◆ **Provided data**:
☆ ☆ ☆ ☆ ☆

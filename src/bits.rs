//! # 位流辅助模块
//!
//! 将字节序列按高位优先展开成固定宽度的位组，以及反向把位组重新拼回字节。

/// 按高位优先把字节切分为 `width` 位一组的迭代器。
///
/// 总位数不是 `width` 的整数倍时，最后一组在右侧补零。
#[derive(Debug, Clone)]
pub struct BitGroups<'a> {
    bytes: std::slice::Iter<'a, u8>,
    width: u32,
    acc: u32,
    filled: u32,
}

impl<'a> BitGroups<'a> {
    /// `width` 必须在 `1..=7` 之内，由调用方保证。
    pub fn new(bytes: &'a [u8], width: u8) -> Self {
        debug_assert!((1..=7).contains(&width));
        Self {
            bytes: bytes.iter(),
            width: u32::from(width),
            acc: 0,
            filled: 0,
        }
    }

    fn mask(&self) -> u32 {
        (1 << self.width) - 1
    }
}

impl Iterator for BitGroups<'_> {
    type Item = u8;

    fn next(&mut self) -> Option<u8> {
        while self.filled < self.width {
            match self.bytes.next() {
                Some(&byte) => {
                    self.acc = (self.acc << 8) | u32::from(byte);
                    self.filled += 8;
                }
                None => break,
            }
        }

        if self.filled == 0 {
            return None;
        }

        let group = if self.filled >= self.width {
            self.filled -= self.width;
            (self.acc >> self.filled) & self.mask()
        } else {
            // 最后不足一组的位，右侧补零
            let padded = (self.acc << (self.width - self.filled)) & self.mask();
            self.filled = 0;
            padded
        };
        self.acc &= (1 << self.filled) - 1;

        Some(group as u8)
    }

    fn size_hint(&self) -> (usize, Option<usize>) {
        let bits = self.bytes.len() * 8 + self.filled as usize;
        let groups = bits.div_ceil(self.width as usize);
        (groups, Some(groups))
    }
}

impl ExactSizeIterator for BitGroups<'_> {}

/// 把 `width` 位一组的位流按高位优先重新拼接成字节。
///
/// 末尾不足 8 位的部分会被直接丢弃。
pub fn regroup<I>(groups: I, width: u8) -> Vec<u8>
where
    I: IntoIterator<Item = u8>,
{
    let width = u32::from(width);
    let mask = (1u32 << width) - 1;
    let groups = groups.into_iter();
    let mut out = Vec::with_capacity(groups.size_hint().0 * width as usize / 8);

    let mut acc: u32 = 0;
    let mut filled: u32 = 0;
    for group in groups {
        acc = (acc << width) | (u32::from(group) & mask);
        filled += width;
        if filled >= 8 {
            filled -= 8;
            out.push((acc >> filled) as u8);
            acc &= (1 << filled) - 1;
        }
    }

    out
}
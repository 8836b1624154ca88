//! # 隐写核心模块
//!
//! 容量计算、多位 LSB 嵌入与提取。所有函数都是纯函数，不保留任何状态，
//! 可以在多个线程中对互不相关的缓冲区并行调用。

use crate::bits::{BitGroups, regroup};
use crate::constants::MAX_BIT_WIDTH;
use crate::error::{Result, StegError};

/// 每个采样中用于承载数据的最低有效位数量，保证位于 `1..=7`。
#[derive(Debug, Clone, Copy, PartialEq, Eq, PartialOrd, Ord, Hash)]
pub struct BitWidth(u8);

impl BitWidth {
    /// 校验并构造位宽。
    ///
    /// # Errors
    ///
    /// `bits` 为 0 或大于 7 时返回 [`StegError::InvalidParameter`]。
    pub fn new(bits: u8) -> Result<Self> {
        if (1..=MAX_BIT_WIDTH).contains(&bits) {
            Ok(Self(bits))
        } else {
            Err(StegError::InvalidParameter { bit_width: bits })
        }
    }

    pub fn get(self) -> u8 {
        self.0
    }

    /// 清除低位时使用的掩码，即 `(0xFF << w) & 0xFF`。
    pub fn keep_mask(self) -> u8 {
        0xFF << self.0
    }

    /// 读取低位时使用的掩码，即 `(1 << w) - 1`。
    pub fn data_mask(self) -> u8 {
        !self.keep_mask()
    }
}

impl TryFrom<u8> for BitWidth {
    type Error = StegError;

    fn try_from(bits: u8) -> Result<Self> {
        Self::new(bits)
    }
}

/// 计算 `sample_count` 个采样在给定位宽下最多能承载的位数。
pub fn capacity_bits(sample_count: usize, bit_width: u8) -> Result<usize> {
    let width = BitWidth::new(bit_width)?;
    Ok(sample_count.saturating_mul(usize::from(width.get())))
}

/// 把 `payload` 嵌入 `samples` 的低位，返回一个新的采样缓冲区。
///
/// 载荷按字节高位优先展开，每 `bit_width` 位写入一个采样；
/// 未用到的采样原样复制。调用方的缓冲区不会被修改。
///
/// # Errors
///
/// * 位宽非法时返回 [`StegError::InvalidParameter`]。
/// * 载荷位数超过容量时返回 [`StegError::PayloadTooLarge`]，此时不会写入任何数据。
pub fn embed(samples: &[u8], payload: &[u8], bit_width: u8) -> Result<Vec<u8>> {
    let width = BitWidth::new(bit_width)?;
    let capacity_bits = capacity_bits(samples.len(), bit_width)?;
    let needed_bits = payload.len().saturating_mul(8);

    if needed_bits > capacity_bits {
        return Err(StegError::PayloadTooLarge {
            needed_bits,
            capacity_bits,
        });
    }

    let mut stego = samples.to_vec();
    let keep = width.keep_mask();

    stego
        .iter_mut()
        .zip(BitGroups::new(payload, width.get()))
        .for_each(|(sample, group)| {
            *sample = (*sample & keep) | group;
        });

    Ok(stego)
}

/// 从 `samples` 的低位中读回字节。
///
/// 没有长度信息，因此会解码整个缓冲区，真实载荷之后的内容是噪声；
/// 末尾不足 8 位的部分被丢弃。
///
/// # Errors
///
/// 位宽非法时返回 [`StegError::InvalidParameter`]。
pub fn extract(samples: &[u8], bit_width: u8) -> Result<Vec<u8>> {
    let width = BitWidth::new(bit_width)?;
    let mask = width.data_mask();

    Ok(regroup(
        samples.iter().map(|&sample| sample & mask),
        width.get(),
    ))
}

☆ ☆ ☆ ☆ ☆

◆ **Description of the task**:
Show every line from the entries above in which the word "bytes" appears.

◆ **Solved exercise**:
    bytes: std::slice::Iter<'a, u8>,
    pub fn new(bytes: &'a [u8], width: u8) -> Self {
            bytes: bytes.iter(),
            match self.bytes.next() {
        let bits = self.bytes.len() * 8 + self.filled as usize;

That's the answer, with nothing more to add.